One part of your recovery might be to write a letter to the hospital expressing your concerns over your treatment - but you may want to start working through things a little before writing, so you can be clearer and stronger about how they screwed up.

Blessings and strength to you, incredible mama.

Carol

Lisa Lubner
03-02-2004, 12:51 AM
salaam carol

thankyou so much for the reply. :)

i LOVE the birthing from within approach... i actually took level one of their childbirth educator training a little over two years ago. i was going to continue with the program, but decided to have another baby instead. the midwives office that i go to actually offers a childbirth course that does some BFW stuff, and i plan on taking it. and i HIGHLY recommend that anyone who is interested in the book should go to their classes if possible, because their approach has evolved in a few ways since the book was published.

again, i do appreciate the advice... i am really looking forward to this birth, and i hope that i can deal with this for the sake of my own sanity! :)

khalilah

EllasMama
03-02-2004, 08:48 PM
That is so cool - I signed up to take the BFW level 1 training in March!
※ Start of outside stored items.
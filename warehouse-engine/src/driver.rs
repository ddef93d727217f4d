//! Multi-pallet driver: repeatedly solves the current remaining items onto
//! a fresh pallet until none remain or none fit.

use warehouse_primitives::{Item, Pallet, PalletSpec, SolverLimits, SolverWeights};

use crate::error::{EngineError, Result};
use crate::presort;
use crate::solver::{item_fits_pallet, solve_pallet};

/// Packs `items` onto as many pallets as needed.
///
/// Termination: the remaining list becomes empty (success), or a call to
/// the solver returns zero placements despite every remaining item
/// individually fitting an empty pallet — which should be unreachable
/// given the up-front single-item check below, and is treated as a
/// defensive fatal error.
pub fn pack_order(
    items: Vec<Item>,
    pallet: &PalletSpec,
    weights: &SolverWeights,
    limits: &SolverLimits,
) -> Result<Vec<Pallet>> {
    if items.is_empty() {
        return Ok(Vec::new());
    }

    let oversized: Vec<String> = items
        .iter()
        .filter(|item| !item_fits_pallet(item, pallet))
        .map(|item| item.id.clone())
        .collect();
    if !oversized.is_empty() {
        return Err(EngineError::ItemExceedsPallet {
            unplaceable: oversized,
            partial: Vec::new(),
        });
    }

    let mut remaining = items;
    let mut pallets = Vec::new();
    let mut pallet_id: u32 = 1;

    while !remaining.is_empty() {
        // Re-run the pre-sorter before each single-pallet call, not just
        // once up front: the conditioning order otherwise drifts away from
        // (picking_order, -base_area, name) as items get peeled off across
        // pallets.
        presort::sort(&mut remaining);

        let before = remaining.len();
        let (placed, unplaced) = solve_pallet(&remaining, pallet, weights, limits)?;

        if placed.is_empty() {
            log::error!(
                "critical: {} remaining item(s) could not be placed on an empty pallet",
                before
            );
            return Err(EngineError::ItemExceedsPallet {
                unplaceable: remaining.iter().map(|i| i.id.clone()).collect(),
                partial: pallets,
            });
        }

        log::debug!(
            "pallet {}: packed {} of {} remaining item(s)",
            pallet_id,
            placed.len(),
            before
        );

        pallets.push(Pallet {
            pallet_id,
            items: placed,
        });
        remaining = unplaced;
        pallet_id += 1;
    }

    Ok(pallets)
}
/// Tunable weights for the single-pallet solver's objective.
///
/// Every coefficient that would otherwise be a bare literal is named here,
/// with units documented, so it can be passed explicitly into
/// `solve_pallet` instead of read from a global.
#[derive(Debug, Clone, Copy, PartialEq)]
pub struct SolverWeights {
    /// Reward per cm^3 of placed volume.
    pub volume_weight: f64,
    /// Penalty per cm of stack height (`max_z`).
    pub max_z_penalty: f64,
    /// Penalty per cm of each item's own `z`.
    pub gravity_weight: f64,
    /// Penalty per cm of `x + y`, pulling items toward the origin corner.
    pub corner_weight: f64,
    /// Flat penalty for every item placed in a tipped orientation whose
    /// sole justification is filling a gap.
    pub gap_fill_penalty: f64,
    /// Penalty per cm of positional drift between consecutive same-name
    /// items (vertical drift counted 4x).
    pub clustering_weight: f64,
    /// Penalty for every pair of same-`type_id` items where one sits
    /// directly above the other.
    pub same_type_stacking_penalty: f64,
    /// Penalty per cm of `z` weighted by how early an item is picked.
    pub location_weight: f64,
}

impl Default for SolverWeights {
    fn default() -> Self {
        SolverWeights {
            volume_weight: 1000.0,
            max_z_penalty: 4580.0,
            gravity_weight: 150.0,
            corner_weight: 2.0,
            gap_fill_penalty: 10_000.0,
            clustering_weight: 1.0,
            same_type_stacking_penalty: 1000.0,
            location_weight: 200.0,
        }
    }
}

/// Resource bounds for one `solve_pallet` call.
#[derive(Debug, Clone, Copy, PartialEq)]
pub struct SolverLimits {
    /// Wall-clock budget for the underlying solver.
    pub timeout_secs: f64,
    /// Parallel search workers handed to the solver backend.
    pub workers: u32,
}

impl Default for SolverLimits {
    fn default() -> Self {
        SolverLimits {
            timeout_secs: 20.0,
            workers: 8,
        }
    }
}

/// Horizontal overhang tolerance for the support relation, expressed as a
/// fraction of the supported item's own edge on each axis.
pub const SUPPORT_OVERHANG_TOLERANCE: f64 = 0.05;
I was interested in teaching birth education classes when my daughter was younger, but I couldn't be away from her to do the training. Then at 19 months, I got derailed by depression. Now, a year and a half later, I'm finally better and going to do it. Sometimes those dreams just have to go on hold, don't they? :)

Best of luck, let us know how your journey goes.

Carol

Foobar
03-03-2004, 01:31 PM
I would talk to someone so you can release that fear before you labor again.

It cannot make for a good experience this time if you hold the fear and anger of last time.

Can you go to a different hospital? Or perhaps write up an emergency health plan that your DH can present and fight for in the case of an emergency? See if your mw can direct you to someone who can help you heal....

Are you doing another homebirth? If yes, then definately have a list set up for what interventions are needed for an emergency and which you don't want.

Good luck!
Shalom!

Lisa Lubner
03-04-2004, 12:49 AM
salaam

ellasmama- have fun in your training. it was an AWESOME course... you will learn so much about yourself in addition to the techniques that they teach. it was SO much fun for me.

foobar- thankfully i am going to a different hospital. i moved about a year ago to NJ, which statewide has HORRID c-sec/vbac statistics... BUT the particular hospital and midwifery practice i'm going to have GREAT statistics... way below what the WHO considers to be acceptable. the hospital also does waterbirths and has nice private LDR rooms. i wanted to try to do a HBAC but unfortunately they don't allow that in NJ anymore... so it was either an unassisted (which i am not ready for) or the midwives.

i am going to start looking/asking around for a good therapist that is experienced in this sort of thing. i will keep you all posted. :)

thanks again!

khalilah

Foobar
03-09-2004, 03:50 PM
How are you doing? I've been thinking about you!